In this study, concrete flow is simulated in two phases (liquid and solid) using SPH numerical method (Smoothed Particle Hydrodynamics). Liquid phase assumed to be a non-newtonian fluid. Interaction forces between solid and fluid phases are estimated using two different points of view. First, solids are simulated with accurate boundaries. Second, solids are simulated as a particle. Results of some problems verification are demonstrated in chapter 4. At first some examples of newtonian and non-newtonian homogenous fluid of flow between two parallel plates, flow through pipe, dam break, and falling suspended solid in fluid are solved by SPH method to verify the presented methods. Then example of contact between solids and boundaries are investigated to verify proposed methods for solids contact. Finally, some problems of two-phase concrete flow are investigated. These problems are consist of, concrete flow during form filling of concrete in I-shape beam, calculating of exerted force to sphere dragging viscometer and comparison to other numerical investigations, and estimating spreading diameter of slump test during time pass and comparison to other numerical investigations.

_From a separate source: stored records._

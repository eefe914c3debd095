//! Lays out a partition table on a 1 GiB device with 1 MiB alignment.
//!
//! Run with `RUST_LOG=partalign=trace` to see the solver's search.

use partalign::{Alignment, Constraint, Geometry, Range, Sector, Solver, SolverConfig};
use tracing_subscriber::EnvFilter;

/// 512-byte sectors per MiB.
const MIB: Sector = 2048;

struct Request {
    name: &'static str,
    /// Desired size in MiB; `None` takes whatever space is left.
    size_mib: Option<Sector>,
}

fn main() -> partalign::Result<()> {
    tracing_subscriber::fmt()
        .with_env_filter(EnvFilter::from_default_env())
        .init();

    let device_sectors = 1024 * MIB;
    let device = Constraint::any(device_sectors)?;

    // Partitions start and end on MiB boundaries.
    let mut aligned = device.duplicate();
    aligned.set_start_align(Alignment::new(0, MIB)?)?;
    aligned.set_end_align(Alignment::new(MIB - 1, MIB)?)?;

    let requests = [
        Request {
            name: "efi",
            size_mib: Some(100),
        },
        Request {
            name: "boot",
            size_mib: Some(300),
        },
        Request {
            name: "root",
            size_mib: None,
        },
    ];

    let solver = Solver::new(SolverConfig::default());
    // The first MiB is left to the partition table.
    let mut next_free: Sector = MIB;

    println!("Partition layout on {device_sectors} sectors:");
    println!("==========================================");
    for request in &requests {
        let mut free = aligned.duplicate();
        free.set_start_range(Range::new(next_free, device_sectors - 1)?)?;

        let region = match request.size_mib {
            Some(mib) => {
                let wanted = Geometry::new(next_free, mib * MIB)?;
                solver.solve_nearest(&free, &wanted)?
            }
            None => solver.solve_max(&free)?,
        };
        debug_assert!(free.is_solution(&region));

        println!(
            "{:<6} {} ({} MiB)",
            request.name,
            region,
            region.length() / MIB
        );
        next_free = region.end() + 1;
    }

    // An existing region that already meets the alignment survives intersection unchanged.
    let pinned = Constraint::exact(&Geometry::from_bounds(400 * MIB, device_sectors - 1)?);
    let kept = aligned.intersect(&pinned)?.solve_max()?;
    println!("exact  {kept}");

    Ok(())
}
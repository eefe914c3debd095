//! Debug-only invariant checks for constraint combinators.

use crate::constraints::Constraint;

/// Returns true if `constraint` satisfies the structural invariant:
/// `1 <= min_size <= max_size` and both ranges ordered.
pub fn is_well_formed(constraint: &Constraint) -> bool {
    let start = constraint.start_range();
    let end = constraint.end_range();
    1 <= constraint.min_size()
        && constraint.min_size() <= constraint.max_size()
        && start.min() <= start.max()
        && end.min() <= end.max()
        && constraint.start_align().grain() >= 1
        && constraint.end_align().grain() >= 1
}
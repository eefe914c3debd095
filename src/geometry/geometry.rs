//! Concrete regions of consecutive sectors.

use std::fmt::Display;

use super::range::Range;
use crate::constraints::ConstraintError;
use crate::{Sector, MAX_SECTOR};

/// Concrete contiguous region: `length` sectors starting at `start`.
///
/// # Invariants
///
/// - `start >= 0`
/// - `length >= 1`
/// - `end() = start + length - 1 <= MAX_SECTOR`
#[derive(Debug, Clone, Copy, PartialEq, Eq, Hash, PartialOrd, Ord)]
#[cfg_attr(feature = "serde", derive(serde::Serialize, serde::Deserialize))]
#[cfg_attr(feature = "serde", serde(try_from = "RawGeometry"))]
pub struct Geometry {
    start: Sector,
    length: Sector,
}

#[cfg(feature = "serde")]
#[derive(serde::Deserialize)]
struct RawGeometry {
    start: Sector,
    length: Sector,
}

#[cfg(feature = "serde")]
impl TryFrom<RawGeometry> for Geometry {
    type Error = ConstraintError;

    fn try_from(raw: RawGeometry) -> Result<Self, Self::Error> {
        Geometry::new(raw.start, raw.length)
    }
}

impl Geometry {
    /// Creates the region `[start, start + length - 1]`.
    ///
    /// # Errors
    ///
    /// [`ConstraintError::InvalidArgument`] if `start` is negative, `length`
    /// is not positive, or the region runs past `MAX_SECTOR`.
    pub fn new(start: Sector, length: Sector) -> crate::Result<Self> {
        if start < 0 {
            return Err(ConstraintError::InvalidArgument(format!(
                "geometry start must be >= 0, got {start}"
            )));
        }
        if length < 1 {
            return Err(ConstraintError::InvalidArgument(format!(
                "geometry length must be >= 1, got {length}"
            )));
        }
        match start.checked_add(length - 1) {
            Some(end) if end <= MAX_SECTOR => Ok(Self { start, length }),
            _ => Err(ConstraintError::InvalidArgument(format!(
                "geometry of {length} sectors at {start} runs past sector {MAX_SECTOR}"
            ))),
        }
    }

    /// Creates the region `[start, end]` from inclusive bounds.
    pub fn from_bounds(start: Sector, end: Sector) -> crate::Result<Self> {
        let range = Range::new(start, end)?;
        Ok(Self::from_range(&range))
    }

    pub(crate) const fn from_range(range: &Range) -> Self {
        Self {
            start: range.min(),
            length: range.len(),
        }
    }

    pub const fn start(&self) -> Sector {
        self.start
    }

    pub const fn length(&self) -> Sector {
        self.length
    }

    /// Last sector of the region (inclusive).
    pub const fn end(&self) -> Sector {
        self.start + self.length - 1
    }

    pub const fn to_range(&self) -> Range {
        Range::spanning(self.start, self.end())
    }

    pub const fn contains_sector(&self, sector: Sector) -> bool {
        self.start <= sector && sector <= self.end()
    }

    /// Returns true if `other` lies entirely within this region.
    pub const fn contains(&self, other: &Geometry) -> bool {
        self.start <= other.start && other.end() <= self.end()
    }

    pub const fn overlaps(&self, other: &Geometry) -> bool {
        self.start <= other.end() && other.start <= self.end()
    }

    /// Sectors common to both regions, or `None` if they are disjoint.
    pub fn intersection(&self, other: &Geometry) -> Option<Geometry> {
        self.to_range()
            .intersection(&other.to_range())
            .map(|range| Geometry::from_range(&range))
    }
}

impl Display for Geometry {
    fn fmt(&self, f: &mut std::fmt::Formatter<'_>) -> std::fmt::Result {
        write!(f, "{}..={} ({} sectors)", self.start, self.end(), self.length)
    }
}

#[cfg(test)]
mod tests {
    use super::*;

    fn geom(start: Sector, length: Sector) -> Geometry {
        Geometry::new(start, length).unwrap()
    }

    #[test]
    fn end_is_inclusive() {
        let g = geom(10, 5);
        assert_eq!(g.end(), 14);
        assert_eq!(geom(7, 1).end(), 7);
    }

    #[test]
    fn rejects_invalid_geometry() {
        assert!(Geometry::new(-1, 5).is_err());
        assert!(Geometry::new(0, 0).is_err());
        assert!(Geometry::new(MAX_SECTOR, 2).is_err());
        assert!(Geometry::new(Sector::MAX, 1).is_err());
        assert!(Geometry::new(MAX_SECTOR, 1).is_ok());
        assert!(Geometry::new(0, crate::MAX_LENGTH).is_ok());
    }

    #[test]
    fn from_bounds_matches_new() {
        assert_eq!(Geometry::from_bounds(10, 14).unwrap(), geom(10, 5));
        assert!(Geometry::from_bounds(14, 10).is_err());
    }

    #[test]
    fn containment_and_overlap() {
        let outer = geom(0, 100);
        let inner = geom(10, 5);
        let straddling = geom(95, 10);
        let apart = geom(200, 3);

        assert!(outer.contains(&inner));
        assert!(!inner.contains(&outer));
        assert!(!outer.contains(&straddling));
        assert!(outer.overlaps(&straddling));
        assert!(!outer.overlaps(&apart));
        assert!(outer.contains_sector(99));
        assert!(!outer.contains_sector(100));
    }

    #[test]
    fn intersection_of_regions() {
        let a = geom(0, 100);
        let b = geom(95, 10);
        assert_eq!(a.intersection(&b), Some(geom(95, 5)));
        assert_eq!(a.intersection(&geom(200, 3)), None);
    }

    #[test]
    fn display_format() {
        assert_eq!(geom(10, 5).to_string(), "10..=14 (5 sectors)");
    }
}
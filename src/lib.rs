//! partalign - sector constraint algebra for partition placement
//!
//! Describes where a contiguous region of a block device may start, end, and
//! how long it may be, combines such descriptions, and solves them into
//! concrete regions.
//!
//! ```
//! use partalign::constraints::Constraint;
//! use partalign::geometry::{Alignment, Geometry};
//!
//! let device = Constraint::any(1_000).unwrap();
//! let mut aligned = device.duplicate();
//! aligned.set_start_align(Alignment::new(0, 8).unwrap()).unwrap();
//!
//! let region = aligned.solve_max().unwrap();
//! assert_eq!(region, Geometry::new(0, 1_000).unwrap());
//! assert!(aligned.is_solution(&region));
//! ```

pub mod arith;
pub mod constraints;
pub mod geometry;
pub mod solver;

pub use constraints::{Constraint, ConstraintError};
pub use geometry::{Alignment, Geometry, Range};
pub use solver::{Solver, SolverConfig};

/// Sector position or sector count on a device.
pub type Sector = i64;

/// Last addressable sector. One below `i64::MAX` so that the length of any
/// region, `end - start + 1`, is itself representable.
pub const MAX_SECTOR: Sector = Sector::MAX - 1;

/// Longest representable region: sectors `0..=MAX_SECTOR`.
pub const MAX_LENGTH: Sector = MAX_SECTOR + 1;

/// Result alias used throughout the crate.
pub type Result<T> = std::result::Result<T, ConstraintError>;
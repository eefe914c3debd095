//! Constraints on where a region may start and end and how long it may be.

pub mod constraint;
pub mod error;
pub mod operations;

pub use constraint::Constraint;
pub use error::ConstraintError;
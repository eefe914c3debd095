//! Search budgets for the constraint solvers.

use thiserror::Error;

/// Configuration error
#[derive(Debug, Error)]
pub enum ConfigError {
    #[cfg(feature = "serde")]
    #[error("TOML parse error: {0}")]
    Toml(#[from] toml::de::Error),

    #[error("Invalid configuration: {0}")]
    Invalid(String),
}

/// Configuration for [`Solver`](super::Solver).
///
/// Both solvers are exact while they stay within their budget. The budgets
/// only matter for constraints whose start and end grains are both large and
/// coprime, where the number of residue classes to inspect grows with the
/// grains.
#[derive(Debug, Clone, PartialEq, Eq)]
#[cfg_attr(feature = "serde", derive(serde::Serialize, serde::Deserialize))]
#[cfg_attr(feature = "serde", serde(default, rename_all = "snake_case"))]
pub struct SolverConfig {
    /// Maximum aligned candidates visited while looking for the longest length.
    pub search_limit: usize,
    /// Maximum aligned starts visited around the reference in a nearest search.
    pub nearest_limit: usize,
}

impl SolverConfig {
    pub const DEFAULT_SEARCH_LIMIT: usize = 1 << 22;
    pub const DEFAULT_NEAREST_LIMIT: usize = 1 << 16;

    /// Creates a new default configuration.
    pub fn new() -> Self {
        Self::default()
    }

    pub fn with_search_limit(mut self, limit: usize) -> Self {
        self.search_limit = limit;
        self
    }

    pub fn with_nearest_limit(mut self, limit: usize) -> Self {
        self.nearest_limit = limit;
        self
    }

    /// Rejects budgets that would make every search fail.
    pub fn validate(&self) -> Result<(), ConfigError> {
        if self.search_limit == 0 {
            return Err(ConfigError::Invalid("search_limit must be > 0".to_string()));
        }
        if self.nearest_limit == 0 {
            return Err(ConfigError::Invalid("nearest_limit must be > 0".to_string()));
        }
        Ok(())
    }

    /// Parses configuration from a TOML string; missing keys keep their defaults.
    #[cfg(feature = "serde")]
    pub fn from_toml_str(s: &str) -> Result<Self, ConfigError> {
        let config: Self = toml::from_str(s)?;
        config.validate()?;
        Ok(config)
    }
}

impl Default for SolverConfig {
    fn default() -> Self {
        Self {
            search_limit: Self::DEFAULT_SEARCH_LIMIT,
            nearest_limit: Self::DEFAULT_NEAREST_LIMIT,
        }
    }
}

#[cfg(test)]
mod tests {
    use super::*;

    #[test]
    fn default_config_is_valid() {
        let cfg = SolverConfig::default();
        assert!(cfg.validate().is_ok());
        assert_eq!(cfg.search_limit, SolverConfig::DEFAULT_SEARCH_LIMIT);
        assert_eq!(cfg.nearest_limit, SolverConfig::DEFAULT_NEAREST_LIMIT);
    }

    #[test]
    fn zero_limits_are_rejected() {
        assert!(SolverConfig::new().with_search_limit(0).validate().is_err());
        assert!(SolverConfig::new().with_nearest_limit(0).validate().is_err());
    }

    #[test]
    fn builder_sets_limits() {
        let cfg = SolverConfig::new()
            .with_search_limit(10)
            .with_nearest_limit(20);
        assert_eq!(cfg.search_limit, 10);
        assert_eq!(cfg.nearest_limit, 20);
    }

    #[cfg(feature = "serde")]
    #[test]
    fn toml_overrides_and_defaults() {
        let cfg = SolverConfig::from_toml_str("search_limit = 4096\n").unwrap();
        assert_eq!(cfg.search_limit, 4096);
        assert_eq!(cfg.nearest_limit, SolverConfig::DEFAULT_NEAREST_LIMIT);

        assert!(matches!(
            SolverConfig::from_toml_str("nearest_limit = 0\n"),
            Err(ConfigError::Invalid(_))
        ));
        assert!(matches!(
            SolverConfig::from_toml_str("search_limit = \"lots\"\n"),
            Err(ConfigError::Toml(_))
        ));
    }
}
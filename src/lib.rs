//! SegmentForge: RFM customer segmentation for retail transaction ledgers
//!
//! The pipeline runs in fixed stages, each consuming one immutable table and
//! producing the next: cleaned transactions, per-customer RFM metrics,
//! quintile scores, named segments, and finally the exported member list of
//! one segment.

pub mod cli;
pub mod data;
pub mod error;
pub mod export;
pub mod rfm;
pub mod score;
pub mod segment;
pub mod viz;

// Re-export public items for easier access
pub use cli::Args;
pub use data::{clean_records, load_records, load_transactions, RawRecord, Transaction};
pub use error::{Error, Result};
pub use export::{export_segment, segment_members};
pub use rfm::{aggregate_metrics, default_reference_date, latest_invoice_date, CustomerMetrics};
pub use score::{quintile_buckets, score_customers, ScoredCustomer};
pub use segment::{classify, classify_customers, Segment, SegmentedCustomer};
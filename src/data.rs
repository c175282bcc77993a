//! Transaction ingestion and record filtering

use chrono::{DateTime, NaiveDate, NaiveDateTime};
use serde::Deserialize;

use crate::error::{Error, Result};

/// One raw row of the retail ledger, as it appears on disk.
///
/// Every consumed field is optional at this stage: the filter decides which
/// rows survive. Field aliases cover both column spellings found in the wild
/// (`Invoice`/`InvoiceNo`, `Price`/`UnitPrice`, `Customer ID`/`CustomerID`).
#[derive(Debug, Clone, Deserialize)]
pub struct RawRecord {
    #[serde(rename = "Invoice", alias = "InvoiceNo")]
    pub invoice: Option<String>,
    #[serde(rename = "StockCode")]
    pub stock_code: Option<String>,
    #[serde(rename = "Description", default)]
    pub description: Option<String>,
    #[serde(rename = "Quantity")]
    pub quantity: Option<i64>,
    #[serde(rename = "InvoiceDate")]
    pub invoice_date: Option<String>,
    #[serde(rename = "Price", alias = "UnitPrice")]
    pub unit_price: Option<f64>,
    #[serde(rename = "Customer ID", alias = "CustomerID")]
    pub customer_id: Option<String>,
    #[serde(rename = "Country", default)]
    pub country: Option<String>,
}

/// A cleaned transaction: all required fields present, cancellations removed,
/// line revenue computed. Immutable input to the rest of the pipeline.
#[derive(Debug, Clone)]
pub struct Transaction {
    pub invoice: String,
    pub stock_code: String,
    pub quantity: i64,
    pub unit_price: f64,
    pub invoice_date: NaiveDateTime,
    pub customer_id: String,
    /// quantity * unit_price
    pub line_revenue: f64,
}

/// Invoice ids containing this marker denote cancelled transactions
const CANCELLATION_MARKER: char = 'C';

/// Read raw ledger rows from a CSV file.
///
/// Rows that fail to deserialize are skipped: this is a data-cleaning pass,
/// not a validation pass, and malformed rows are excluded silently.
pub fn load_records(path: &str) -> Result<Vec<RawRecord>> {
    let mut reader = csv::Reader::from_path(path)?;
    Ok(reader
        .deserialize::<RawRecord>()
        .filter_map(std::result::Result::ok)
        .collect())
}

/// Filter raw rows down to usable transactions.
///
/// Drops rows missing any of customer id, stock code, invoice id, timestamp,
/// or price; drops cancelled invoices (id contains 'C'); computes line
/// revenue for every survivor. Row order is preserved.
pub fn clean_records<I>(records: I) -> Vec<Transaction>
where
    I: IntoIterator<Item = RawRecord>,
{
    records
        .into_iter()
        .filter_map(|row| {
            let invoice = non_blank(row.invoice)?;
            let stock_code = non_blank(row.stock_code)?;
            let customer_id = non_blank(row.customer_id)?;
            let quantity = row.quantity?;
            let unit_price = row.unit_price?;
            let invoice_date = parse_invoice_date(row.invoice_date.as_deref()?)?;

            if invoice.contains(CANCELLATION_MARKER) {
                return None;
            }

            let line_revenue = quantity as f64 * unit_price;
            Some(Transaction {
                invoice,
                stock_code,
                quantity,
                unit_price,
                invoice_date,
                customer_id,
                line_revenue,
            })
        })
        .collect()
}

/// Load and clean a ledger file in one step.
///
/// # Arguments
/// * `path` - Path to the input CSV file
///
/// # Returns
/// * Cleaned transactions, or `Error::EmptyDataset` if nothing survives the
///   filter
pub fn load_transactions(path: &str) -> Result<Vec<Transaction>> {
    let transactions = clean_records(load_records(path)?);
    if transactions.is_empty() {
        return Err(Error::EmptyDataset);
    }
    Ok(transactions)
}

fn non_blank(field: Option<String>) -> Option<String> {
    let value = field?;
    let trimmed = value.trim();
    if trimmed.is_empty() {
        None
    } else if trimmed.len() == value.len() {
        Some(value)
    } else {
        Some(trimmed.to_string())
    }
}

/// Parse an invoice timestamp in any of the formats retail exports use
fn parse_invoice_date(raw: &str) -> Option<NaiveDateTime> {
    let raw = raw.trim();
    if let Ok(ts) = DateTime::parse_from_rfc3339(raw) {
        return Some(ts.naive_utc());
    }
    for format in ["%Y-%m-%dT%H:%M:%S", "%Y-%m-%d %H:%M:%S", "%m/%d/%Y %H:%M"] {
        if let Ok(ts) = NaiveDateTime::parse_from_str(raw, format) {
            return Some(ts);
        }
    }
    NaiveDate::parse_from_str(raw, "%Y-%m-%d")
        .ok()
        .and_then(|d| d.and_hms_opt(0, 0, 0))
}
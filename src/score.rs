//! Quintile scoring of customer metrics
//!
//! Each metric is binned independently into 5 equal-frequency buckets over
//! its own distribution. Buckets are cut on strictly ordered ranks rather
//! than raw values: equal values keep their table order, so duplicate-heavy
//! metrics (many one-time buyers sharing frequency 1) still split into five
//! well-formed buckets.

use std::cmp::Ordering;

use crate::error::{Error, Result};
use crate::rfm::CustomerMetrics;

/// Number of score buckets per metric
pub const QUINTILES: usize = 5;

/// A customer metric record with its three quintile scores, each in 1..=5
#[derive(Debug, Clone, PartialEq)]
pub struct ScoredCustomer {
    pub customer_id: String,
    pub recency: i64,
    pub frequency: usize,
    pub monetary: f64,
    pub recency_score: u8,
    pub frequency_score: u8,
    pub monetary_score: u8,
}

impl ScoredCustomer {
    /// Two-digit composite key used for segment lookup:
    /// recency score followed by frequency score
    pub fn rfm_code(&self) -> String {
        format!("{}{}", self.recency_score, self.frequency_score)
    }
}

/// Assign each value to one of 5 equal-frequency buckets, labeled 1..=5 in
/// ascending value order.
///
/// Values are ranked by (value, table position) before cutting, so ties never
/// collapse a bucket boundary. Bucket sizes differ by at most one. Fails with
/// [`Error::Binning`] when fewer than 5 values are available, since 5
/// non-empty buckets cannot be formed; callers must not degrade to fewer
/// bins.
pub fn quintile_buckets<T: PartialOrd + Copy>(
    values: &[T],
    metric: &'static str,
) -> Result<Vec<u8>> {
    let n = values.len();
    if n < QUINTILES {
        return Err(Error::Binning {
            metric,
            population: n,
        });
    }

    let mut by_rank: Vec<usize> = (0..n).collect();
    by_rank.sort_by(|&a, &b| {
        values[a]
            .partial_cmp(&values[b])
            .unwrap_or(Ordering::Equal)
            .then(a.cmp(&b))
    });

    let mut buckets = vec![0u8; n];
    for (rank, &idx) in by_rank.iter().enumerate() {
        buckets[idx] = (rank * QUINTILES / n) as u8 + 1;
    }
    Ok(buckets)
}

/// Score every metric record on all three dimensions.
///
/// Recency labels are inverted: the most recent purchasers land in bucket 5,
/// the least recent in bucket 1. Frequency and monetary label ascending.
pub fn score_customers(metrics: &[CustomerMetrics]) -> Result<Vec<ScoredCustomer>> {
    let recency: Vec<i64> = metrics.iter().map(|m| m.recency).collect();
    let frequency: Vec<usize> = metrics.iter().map(|m| m.frequency).collect();
    let monetary: Vec<f64> = metrics.iter().map(|m| m.monetary).collect();

    let recency_buckets = quintile_buckets(&recency, "recency")?;
    let frequency_buckets = quintile_buckets(&frequency, "frequency")?;
    let monetary_buckets = quintile_buckets(&monetary, "monetary")?;

    Ok(metrics
        .iter()
        .enumerate()
        .map(|(i, m)| ScoredCustomer {
            customer_id: m.customer_id.clone(),
            recency: m.recency,
            frequency: m.frequency,
            monetary: m.monetary,
            recency_score: (QUINTILES + 1) as u8 - recency_buckets[i],
            frequency_score: frequency_buckets[i],
            monetary_score: monetary_buckets[i],
        })
        .collect())
}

Based of conducted study, if could be conclude that first point of view in simulation of solid has a good estimation of flow field around substances and good accuracy in calculating of forces, contact and friction between solids are accurately modeled in the first point of view. Results of this investigation showed that presented methods are able to predict concrete form filling problems and these methods are reliable in problem with mold or reinforcement complexity. Some of results in this investigation were predictable that could a reason for some of results are validated base on expectation. Increasing sharpness of aggregate, decreases segregation and settlement of aggregates and distribution of aggregates are more uniform. Increasing in aggregates size, increases probability of blocking flow by reinforcement. Increasing in aggregates sharpness, increases viscosity and yield stress of concrete. Also, this study shows that the second point of view in solid simulation (simulating as particle) does not demonstrate proper results.